А разве Фернанде ты уже больше не нужен? Что мы знаем об Октаве, если он сам о себе ничего не знает и хвастается тем, что никогда не противится никаким своим прихотям? Он заявляет, что вечно будет любить Фернанду; может быть, это и правда, а может быть, и ложь. Он вел себя хорошо с тех пор как скомпрометировал ее. Но может ли этот человек занять твое место и заполнить сердце, в котором ты царил? Долго ли она будет любить его? Не почувствует ли она когда-нибудь настоятельного желания, чтобы ее избавили от него?

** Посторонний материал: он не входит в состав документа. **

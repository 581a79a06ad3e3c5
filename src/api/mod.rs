//! The remote game service, seen from the client.
//!
//! [`ChessApi`] is the seam between the interaction logic and the network:
//! the TUI talks to [`RestChessClient`], tests talk to an in-memory fake.

mod rest_client;

pub use rest_client::RestChessClient;

use async_trait::async_trait;
use serde::{Deserialize, Serialize};

use crate::chess::{GameState, MoveRecord, Square};
use crate::error::ApiError;
use crate::session::SessionId;

/// Payload of a successful `POST /game/new`.
#[derive(Debug, Clone, PartialEq, Eq, Serialize, Deserialize)]
pub struct NewGame {
    /// Identifier of the freshly created game.
    pub game_id: SessionId,
    /// Its starting state.
    pub state: GameState,
    /// Optional human-readable note from the service.
    #[serde(default)]
    pub message: Option<String>,
}

/// Payload of a successful `POST /game/{id}/move`.
#[derive(Debug, Clone, PartialEq, Eq, Serialize, Deserialize)]
pub struct MoveAccepted {
    /// Complete replacement state after the move.
    pub state: GameState,
    /// Human-readable result, e.g. "Move successful".
    #[serde(default)]
    pub message: String,
}

/// Body of `POST /game/{id}/move`.
#[derive(Debug, Clone, Copy, PartialEq, Eq, Serialize, Deserialize, derive_new::new)]
pub struct MoveBody {
    /// Origin as `[row, col]`.
    pub from: Square,
    /// Destination as `[row, col]`.
    pub to: Square,
}

/// Answer of `GET /health`.
#[derive(Debug, Clone, PartialEq, Eq, Serialize, Deserialize)]
pub struct Health {
    /// `"healthy"` when the service is up.
    pub status: String,
    /// Number of games the service is holding.
    #[serde(default)]
    pub active_games: u64,
}

/// Operations the client needs from the game service.
///
/// Every method resolves to either the success payload or an [`ApiError`]
/// that says whether the service rejected the request or never answered.
#[async_trait]
pub trait ChessApi: Send + Sync {
    /// Starts a new game.
    async fn new_game(&self) -> Result<NewGame, ApiError>;

    /// Asks the service to play `from` -> `to` in game `session_id`.
    async fn make_move(
        &self,
        session_id: &SessionId,
        from: Square,
        to: Square,
    ) -> Result<MoveAccepted, ApiError>;

    /// Fetches the ordered move log.
    async fn history(&self, session_id: &SessionId) -> Result<Vec<MoveRecord>, ApiError>;

    /// Fetches the current authoritative state.
    async fn state(&self, session_id: &SessionId) -> Result<GameState, ApiError>;

    /// Checks that the service is up.
    async fn health(&self) -> Result<Health, ApiError>;
}
//! Chess data as the client sees it: a typed mirror of the service payloads.

pub mod types;

pub use types::{
    BOARD_SIZE, Board, Color, GameState, GameStatus, MoveRecord, Piece, PieceKind, Square,
    SquareOutOfRange,
};
//! Application state and input routing.

use crossterm::event::{Event, KeyEventKind, MouseButton, MouseEventKind};
use ratatui::layout::Rect;
use tracing::{debug, instrument};

use crate::chess::Square;
use crate::controller::{Command, SessionController, UserAction};
use crate::tui::board;
use crate::tui::input::{self, KeyIntent};

/// Cursor starts on the white king's pawn.
const START_CURSOR: Square = match Square::new(6, 4) {
    Some(square) => square,
    None => panic!("start cursor must be on the board"),
};

/// Main application state.
#[derive(Debug)]
pub struct App {
    controller: SessionController,
    cursor: Square,
    board_area: Rect,
    should_quit: bool,
}

impl App {
    /// Creates a new application around `controller`.
    pub fn new(controller: SessionController) -> Self {
        Self {
            controller,
            cursor: START_CURSOR,
            board_area: Rect::default(),
            should_quit: false,
        }
    }

    /// The session controller.
    pub fn controller(&self) -> &SessionController {
        &self.controller
    }

    /// Mutable access to the session controller.
    pub fn controller_mut(&mut self) -> &mut SessionController {
        &mut self.controller
    }

    /// Keyboard cursor.
    pub fn cursor(&self) -> Square {
        self.cursor
    }

    /// Whether the user asked to leave.
    pub fn should_quit(&self) -> bool {
        self.should_quit
    }

    /// Records where the board was last drawn, for mouse hit-testing.
    pub fn set_board_area(&mut self, area: Rect) {
        self.board_area = area;
    }

    /// Routes one terminal event. Returns commands for the dispatcher.
    #[instrument(skip(self))]
    pub fn handle_event(&mut self, event: Event) -> Vec<Command> {
        match event {
            Event::Key(key) if key.kind != KeyEventKind::Release => {
                let awaiting = *self.controller.awaiting_confirmation();
                match input::map_key(key, self.cursor, awaiting) {
                    KeyIntent::Action(action) => self.controller.handle(action),
                    KeyIntent::Cursor(square) => {
                        self.cursor = square;
                        Vec::new()
                    }
                    KeyIntent::Activate => self.controller.handle(UserAction::Click(self.cursor)),
                    KeyIntent::Quit => {
                        debug!("User quit");
                        self.should_quit = true;
                        Vec::new()
                    }
                    KeyIntent::None => Vec::new(),
                }
            }
            Event::Mouse(mouse) if mouse.kind == MouseEventKind::Down(MouseButton::Left) => {
                match board::square_at(self.board_area, mouse.column, mouse.row) {
                    Some(square) => {
                        self.cursor = square;
                        self.controller.handle(UserAction::Click(square))
                    }
                    None => Vec::new(),
                }
            }
            _ => Vec::new(),
        }
    }
}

Ты хочешь, чтобы я тебе сказала о них всю правду, и я полагаю, что должна это сделать. Сейчас они счастливы, любят друг друга страстно; сейчас они слепы, глухи и бесчувственны. У Фернанды бывают минуты пробуждения и отчаяния, у Октава — мгновения испуга и неуверенности; но оба они не могут сопротивляться потоку, уносящему их, Октав пытается успокоить свою совесть, умаляя твое великодушие, — сомневаться в нем он не осмеливается, но пытается все объяснить причинами, уменьшающими твои достоинства. Желая избавиться от необходимости восхищаться тобой и утешаться в том, что у него-то самого нет душевного благородства, он подкапывается под пьедестал, на который ты поднялся заслуженно. Ты угадал верно, он отрицает в тебе кипение страстей, дабы не признавать твои жертвы. Фернанда защищает тебя, и так энергично, что ты, пожалуй, и не ожидал этого; благоговение ее перед тобою может выдержать любой натиск. Она утверждает, что ты любишь ее так сильно, что способен вечно оставаться слепым; и тут она горько плачет; мне приходится ее утешать и стараться поднять ее в собственных глазах. Бедная моя сестра! Иной раз я сержусь на нее за то, что она причинила тебе столько зла. Когда я вижу, что она с безмятежно-счастливым лицом держит за руку Октава, я убегаю от них, прячусь где-нибудь в парке или плачу у колыбели твоего сына: чтобы не огорчать их, я изливаю свою душу в безмолвных слезах негодования. Но если я замечаю, что Фернанду мучают угрызения совести, мне жаль ее, и я страдаю вместе с ней. Я, как и ты, думаю, что ее приключение — менее страшный грех, чем желают всех в этом убедить некоторые целомудренные дамы. Госпожа Борель, особа великодушная и здравомыслящая, нисколько не изменила своей приязни к Фернанде. И если бы Октав захотел, жизнь Фернанды могла бы сложиться прекрасно. Я уверена, что жена вернулась бы к тебе, если б у нее появилась обида против Октава или если б он вдохнул в нее мужество, но он, наоборот, стремится лишить ее смелости. А разве ей следует Стыдиться прощения, которое от души дал бы ей такой благородный человек, как ты? И разве ты бы страдал, простив Фернанде ее вину? Ведь ты еще любишь ее. И какой высокой любовью! Утопая в океане мучений, ты заботишься лишь о том, чтобы избавить ее от горя, хотя оно составляет лишь сотую долю того, что ты испытываешь.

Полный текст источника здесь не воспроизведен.